Trump skips White House press dinner again, but was still the butt of jokes
'It's 2018 and I'm a woman, so you cannot shut me up unless you have Michael Cohen wire me $130,000'
If U.S. President Donald Trump isn't comfortable being the target of jokes, comedian Michelle Wolf gave him and others plenty of reasons to squirm Saturday night.
"It's 2018 and I'm a woman, so you cannot shut me up," Wolf cracked, "unless you have Michael Cohen wire me $130,000."
No, Trump's personal attorney wasn't there. And, for the second year, Trump himself skipped the annual dinner of the White House Correspondents' Association, preferring to criticize journalists and others during a campaign-style rally near Detroit.
Wolf, the after-dinner entertainment for the White House press corps and their guests, was surprisingly vulgar for the venue and seemed more at home on HBO than C-SPAN. After one crass joke drew groans in the Washington Hilton ballroom, she laughed and said, "Yeah, shoulda done more research before you got me to do this."
Trump takes credit for Korea developments
As he did last year, Trump flew to a Republican-friendly district to rally supporters on the same night as the dinner. In Washington Township, Michigan, the president assured his audience he'd rather be there than in that other city by that name.
"Is this better than that phony Washington White House Correspondents' Dinner? Is this more fun?" Trump asked, sparking cheers.
As he has at similar events, Trump promoted top agenda items that energize conservatives: appointing conservative judges, building a wall on the U.S.-Mexico border, ending "sanctuary cities" and protecting tax cuts approved by the Republican-led Congress.
He also took credit for the warming relations between North and South Korea, telling his audience "we'll see how it goes."
"Great evening last night," the president tweeted early Sunday. "The enthusiasm, knowledge and love in that room was unreal. To the many thousands of people who couldn't get in, I cherish you. ... and will be back!"
"While Washington, Michigan, was a big success, Washington, D.C., just didn't work. Everyone is talking about the fact that the White House Correspondents Dinner was a very big, boring bust...the so-called comedian really 'bombed,"' Trump asserted on Twitter.
Cutting comments on Huckabee Sanders
Wolf's act had some in the audience laughing and left others in stony silence. A slew of cutting comments about press secretary Sarah Huckabee Sanders came as Sanders sat just a few feet away.
Among Wolf's less offensive one-liners:
- "Just a reminder to everyone, I'm here to make jokes, I have no agenda, I'm not trying to get anything accomplished, so everyone that's here from Congress you should feel right at home."
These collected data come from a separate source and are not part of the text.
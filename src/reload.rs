//! Live-reload runtime.
//!
//! A development process pushes build cycles into every running context of
//! the extension under development and brings them back into a consistent
//! state.
//!
//! # Architecture
//!
//! ```text
//! ┌────────────────────┐                         ┌──────────────────────┐
//! │  dev process       │   /service-worker       │  service worker      │
//! │                    │◄───────────────────────►│  ReloadClient        │
//! │  ReloadServer      │                         │  → Coordinator       │
//! │  (one socket per   │   /content-script/T/F   ├──────────────────────┤
//! │   context)         │◄───────────────────────►│  content script(s)   │
//! │                    │                         │  ReloadClient        │
//! └────────────────────┘                         │  → Coordinator       │
//!                                                └──────────────────────┘
//! ```
//!
//! # Build cycle
//!
//! 1. `build-started`, then `do-update` to every connected context
//! 2. service worker reloads and answers `done-update`
//! 3. server relays `done-update`, then `build-complete`
//! 4. content scripts waiting on the worker reinject
//!
//! # Modules
//!
//! | Module | Description |
//! |--------|-------------|
//! | `message` | Wire records and execution contexts |
//! | `config` | Endpoint, timeouts and reconnect backoff |
//! | `server` | WebSocket server and build-cycle sequencing |
//! | `client` | Reconnecting per-context client |
//! | `coordinator` | Per-context reload state machine |
//! | `runtime` | Drives a coordinator from a client |

// ============================================================================
// Submodules
// ============================================================================

pub mod client;
pub mod config;
pub mod coordinator;
pub mod message;
pub mod runtime;
pub mod server;

// ============================================================================
// Re-exports
// ============================================================================

pub use client::{ClientHandle, ClientStatus, ReloadClient};
pub use config::{Backoff, ReloadConfig};
pub use coordinator::{Coordinator, CoordinatorInput, CoordinatorState, Effect};
pub use message::{
    BuildId, ExecutionContext, MessageKind, MessagePayload, ReloadMessage, UpdatePayload,
};
pub use runtime::{ContextHost, ContextRuntime};
pub use server::{ConnectionId, ReloadServer, ServerEvent};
- "It is kinda crazy that the Trump campaign was in contact with Russia when the Hillary campaign wasn't even in contact with Michigan."
- "He wants to give teachers guns, and I support that because then they can sell them for things they need like supplies."
The dinner once attracted Oscar winners and other notable performers in film and television as well as celebrities in sports and other high-profile professions. The star power dimmed appreciably last year when the famously thin-skinned Trump, who routinely slammed reporters as dishonest and their work as "fake news," announced he wasn't attending. He was the first president to skip the event since Ronald Reagan bowed out in 1981 as he recovered from an assassination attempt.
That <a href="https://twitter.com/PressSec?ref_src=twsrc%5Etfw">@PressSec</a> sat and absorbed intense criticism of her physical appearance, her job performance, and so forth, instead of walking out, on national television, was impressive.
—@maggieNYT
Unlike last year, when Trump aides also declined to attend, the Trump White House had its contingent, including counselor to the president Kellyanne Conway and Commerce Secretary Wilbur Ross. Former administration officials were on hand, such as onetime press secretary Sean Spicer, ex-chief of staff Reince Priebus, former chief economic adviser Gary Cohn and political aide Omarosa Manigault-Newman.
At least one Trump antagonist attended — porn star Stormy Daniels' attorney Michael Avenatti, who tweeted that he and Conway had a "spirited discussion." And there was comedian Kathy Griffin, who last year posted controversial video of herself holding what appeared to be Trump's bloody head; she later apologized.